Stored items
────────────────────

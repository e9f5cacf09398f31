//! Ordered allow/deny path rules with bounded symlink resolution.
//!
//! # Matching model
//!
//! Rules are canonicalised absolute prefixes marked allow or deny. A
//! candidate path is normalised, its symlinks resolved to a bounded depth,
//! and then matched by longest prefix; on a length tie a deny entry wins.
//! No match means deny.
//!
//! `..` components in candidate paths are rejected outright, and a path
//! whose symlinks escape the allowlist is denied even when the literal
//! path matched.

use crate::error::{ToolError, ToolResult};
use std::collections::VecDeque;
use std::ffi::OsString;
use std::path::{Component, Path, PathBuf};
use tracing::warn;

/// Symlink indirections tolerated while resolving one path.
pub const MAX_SYMLINK_DEPTH: usize = 32;

#[derive(Debug, Clone, Copy, PartialEq, Eq)]
pub enum RuleAction {
    Allow,
    Deny,
}

/// One entry in the permission set.
#[derive(Debug, Clone)]
pub struct PathRule {
    pub prefix: PathBuf,
    pub action: RuleAction,
}

impl PathRule {
    pub fn allow(prefix: PathBuf) -> Self {
        Self {
            prefix,
            action: RuleAction::Allow,
        }
    }

    pub fn deny(prefix: PathBuf) -> Self {
        Self {
            prefix,
            action: RuleAction::Deny,
        }
    }
}

/// The immutable permission set.
#[derive(Debug, Clone)]
pub struct RuleSet {
    rules: Vec<PathRule>,
}

impl RuleSet {
    /// Canonicalise every rule prefix at construction time. Prefixes that
    /// cannot be resolved are kept in lexically-normalised form so deny
    /// rules for not-yet-existing trees still apply.
    pub fn new(rules: Vec<PathRule>) -> Self {
        let rules = rules
            .into_iter()
            .map(|rule| {
                let prefix = match resolve_bounded(&rule.prefix) {
                    Ok(canonical) => canonical,
                    Err(err) => {
                        warn!(prefix = %rule.prefix.display(), %err, "keeping rule prefix unresolved");
                        rule.prefix.clone()
                    }
                };
                PathRule {
                    prefix,
                    action: rule.action,
                }
            })
            .collect();
        Self { rules }
    }

    pub fn rules(&self) -> &[PathRule] {
        &self.rules
    }

    /// Canonicalise `path` without authorizing it.
    pub fn resolve(&self, path: &Path) -> ToolResult<PathBuf> {
        resolve_bounded(path)
    }

    /// Canonicalise `path` and match it against the rule set.
    pub fn authorize(&self, path: &Path) -> ToolResult<PathBuf> {
        let canonical = resolve_bounded(path)?;
        match self.matches(&canonical) {
            Some(RuleAction::Allow) => Ok(canonical),
            _ => Err(ToolError::PermissionDenied(format!(
                "path not allowed: {}",
                canonical.display()
            ))),
        }
    }

    /// Longest-prefix match; deny wins length ties; default deny.
    fn matches(&self, canonical: &Path) -> Option<RuleAction> {
        let mut best: Option<(usize, RuleAction)> = None;
        for rule in &self.rules {
            if !canonical.starts_with(&rule.prefix) {
                continue;
            }
            let len = rule.prefix.components().count();
            best = match best {
                None => Some((len, rule.action)),
                Some((best_len, _)) if len > best_len => Some((len, rule.action)),
                Some((best_len, RuleAction::Allow))
                    if len == best_len && rule.action == RuleAction::Deny =>
                {
                    Some((len, RuleAction::Deny))
                }
                keep => keep,
            };
        }
        best.map(|(_, action)| action)
    }
}

/// Normalise `path` to absolute form and resolve symlinks component by
/// component, up to [`MAX_SYMLINK_DEPTH`] indirections. Components past the
/// first nonexistent one are appended lexically so paths that do not exist
/// yet (a file about to be written) still resolve to their final location.
///
/// The result is idempotent: resolving an already-resolved path returns it
/// unchanged.
pub fn resolve_bounded(path: &Path) -> ToolResult<PathBuf> {
    if path
        .components()
        .any(|c| matches!(c, Component::ParentDir))
    {
        return Err(ToolError::PermissionDenied(format!(
            "path traversal rejected: {}",
            path.display()
        )));
    }

    let absolute = if path.is_absolute() {
        path.to_path_buf()
    } else {
        std::env::current_dir()
            .map_err(|e| ToolError::ExecutionFailed(format!("cannot resolve cwd: {}", e)))?
            .join(path)
    };

    let mut pending: VecDeque<OsString> = VecDeque::new();
    let mut resolved = PathBuf::new();
    for component in absolute.components() {
        match component {
            Component::Prefix(p) => resolved.push(p.as_os_str()),
            Component::RootDir => resolved.push(Component::RootDir.as_os_str()),
            Component::CurDir => {}
            Component::ParentDir => unreachable!("rejected above"),
            Component::Normal(name) => pending.push_back(name.to_os_string()),
        }
    }
    if resolved.as_os_str().is_empty() {
        resolved.push(Component::RootDir.as_os_str());
    }

    let mut links = 0usize;
    let mut tail_is_lexical = false;

    while let Some(name) = pending.pop_front() {
        if tail_is_lexical {
            resolved.push(name);
            continue;
        }

        let candidate = resolved.join(&name);
        match std::fs::symlink_metadata(&candidate) {
            Ok(meta) if meta.file_type().is_symlink() => {
                links += 1;
                if links > MAX_SYMLINK_DEPTH {
                    return Err(ToolError::PermissionDenied(format!(
                        "too many symbolic links: {}",
                        path.display()
                    )));
                }
                let target = std::fs::read_link(&candidate).map_err(|e| {
                    ToolError::ExecutionFailed(format!(
                        "cannot read link {}: {}",
                        candidate.display(),
                        e
                    ))
                })?;
                let mut replacement: VecDeque<OsString> = VecDeque::new();
                if target.is_absolute() {
                    resolved = PathBuf::from(Component::RootDir.as_os_str());
                }
                for component in target.components() {
                    match component {
                        Component::Prefix(p) => {
                            resolved = PathBuf::from(p.as_os_str());
                        }
                        Component::RootDir => {
                            // handled above for absolute targets
                        }
                        Component::CurDir => {}
                        Component::ParentDir => {
                            if replacement.pop_back().is_none() {
                                resolved.pop();
                            }
                        }
                        Component::Normal(n) => replacement.push_back(n.to_os_string()),
                    }
                }
                while let Some(part) = replacement.pop_back() {
                    pending.push_front(part);
                }
            }
            Ok(_) => resolved.push(name),
            Err(err) if err.kind() == std::io::ErrorKind::NotFound => {
                resolved.push(name);
                tail_is_lexical = true;
            }
            Err(err) => {
                return Err(ToolError::ExecutionFailed(format!(
                    "cannot stat {}: {}",
                    candidate.display(),
                    err
                )))
            }
        }
    }

    Ok(resolved)
}

#[cfg(test)]
mod tests {
    use super::*;
    use tempfile::TempDir;

    #[test]
    fn valid_path_within_root() {
        let temp = TempDir::new().unwrap();
        let file = temp.path().join("test.txt");
        std::fs::write(&file, "test").unwrap();

        let rules = RuleSet::new(vec![PathRule::allow(temp.path().to_path_buf())]);
        assert!(rules.authorize(&file).is_ok());
    }

    #[test]
    fn path_outside_root_is_denied() {
        let temp = TempDir::new().unwrap();
        let other = TempDir::new().unwrap();
        let file = other.path().join("test.txt");
        std::fs::write(&file, "test").unwrap();

        let rules = RuleSet::new(vec![PathRule::allow(temp.path().to_path_buf())]);
        assert!(matches!(
            rules.authorize(&file),
            Err(ToolError::PermissionDenied(_))
        ));
    }

    #[test]
    fn traversal_is_rejected() {
        let temp = TempDir::new().unwrap();
        let rules = RuleSet::new(vec![PathRule::allow(temp.path().to_path_buf())]);

        let sneaky = temp.path().join("sub").join("..").join("..").join("etc");
        let err = rules.authorize(&sneaky).unwrap_err();
        assert!(err.to_string().contains("traversal"));
    }

    #[test]
    fn nonexistent_file_resolves_to_future_location() {
        let temp = TempDir::new().unwrap();
        let rules = RuleSet::new(vec![PathRule::allow(temp.path().to_path_buf())]);

        let future = temp.path().join("not_yet").join("file.txt");
        let canonical = rules.authorize(&future).unwrap();
        assert!(canonical.ends_with("not_yet/file.txt"));
    }

    #[test]
    fn deny_wins_length_tie() {
        let temp = TempDir::new().unwrap();
        let rules = RuleSet::new(vec![
            PathRule::allow(temp.path().to_path_buf()),
            PathRule::deny(temp.path().to_path_buf()),
        ]);
        assert!(rules.authorize(&temp.path().join("a")).is_err());
    }

    #[test]
    fn longest_prefix_wins() {
        let temp = TempDir::new().unwrap();
        let secret = temp.path().join("secret");
        std::fs::create_dir(&secret).unwrap();

        let rules = RuleSet::new(vec![
            PathRule::allow(temp.path().to_path_buf()),
            PathRule::deny(secret.clone()),
        ]);

        assert!(rules.authorize(&temp.path().join("open.txt")).is_ok());
        assert!(rules.authorize(&secret.join("hidden.txt")).is_err());
    }

    #[test]
    fn default_is_deny() {
        let rules = RuleSet::new(vec![]);
        assert!(rules.authorize(Path::new("/")).is_err());
    }

    #[cfg(unix)]
    #[test]
    fn symlink_escape_is_denied() {
        let allowed = TempDir::new().unwrap();
        let outside = TempDir::new().unwrap();
        let target = outside.path().join("secret.txt");
        std::fs::write(&target, "secret").unwrap();

        let link = allowed.path().join("innocent.txt");
        std::os::unix::fs::symlink(&target, &link).unwrap();

        let rules = RuleSet::new(vec![PathRule::allow(allowed.path().to_path_buf())]);
        let err = rules.authorize(&link).unwrap_err();
        assert!(matches!(err, ToolError::PermissionDenied(_)));
    }

    #[cfg(unix)]
    #[test]
    fn symlink_cycle_hits_depth_bound() {
        let temp = TempDir::new().unwrap();
        let a = temp.path().join("a");
        let b = temp.path().join("b");
        std::os::unix::fs::symlink(&b, &a).unwrap();
        std::os::unix::fs::symlink(&a, &b).unwrap();

        let rules = RuleSet::new(vec![PathRule::allow(temp.path().to_path_buf())]);
        let err = rules.authorize(&a).unwrap_err();
        assert!(err.to_string().contains("symbolic links"));
    }

    #[test]
    fn resolution_is_idempotent() {
        let temp = TempDir::new().unwrap();
        let file = temp.path().join("f.txt");
        std::fs::write(&file, "x").unwrap();

        let once = resolve_bounded(&file).unwrap();
        let twice = resolve_bounded(&once).unwrap();
        assert_eq!(once, twice);
    }
}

────────────────────

Up to and including the line with "use std::collections::VecDeque;", output each line of the entries above exactly, starting from the first.

repository e9f5cacf09398f31
//! Ordered allow/deny path rules with bounded symlink resolution.
//!
//! # Matching model
//!
//! Rules are canonicalised absolute prefixes marked allow or deny. A
//! candidate path is normalised, its symlinks resolved to a bounded depth,
//! and then matched by longest prefix; on a length tie a deny entry wins.
//! No match means deny.
//!
//! `..` components in candidate paths are rejected outright, and a path
//! whose symlinks escape the allowlist is denied even when the literal
//! path matched.

use crate::error::{ToolError, ToolResult};
use std::collections::VecDeque;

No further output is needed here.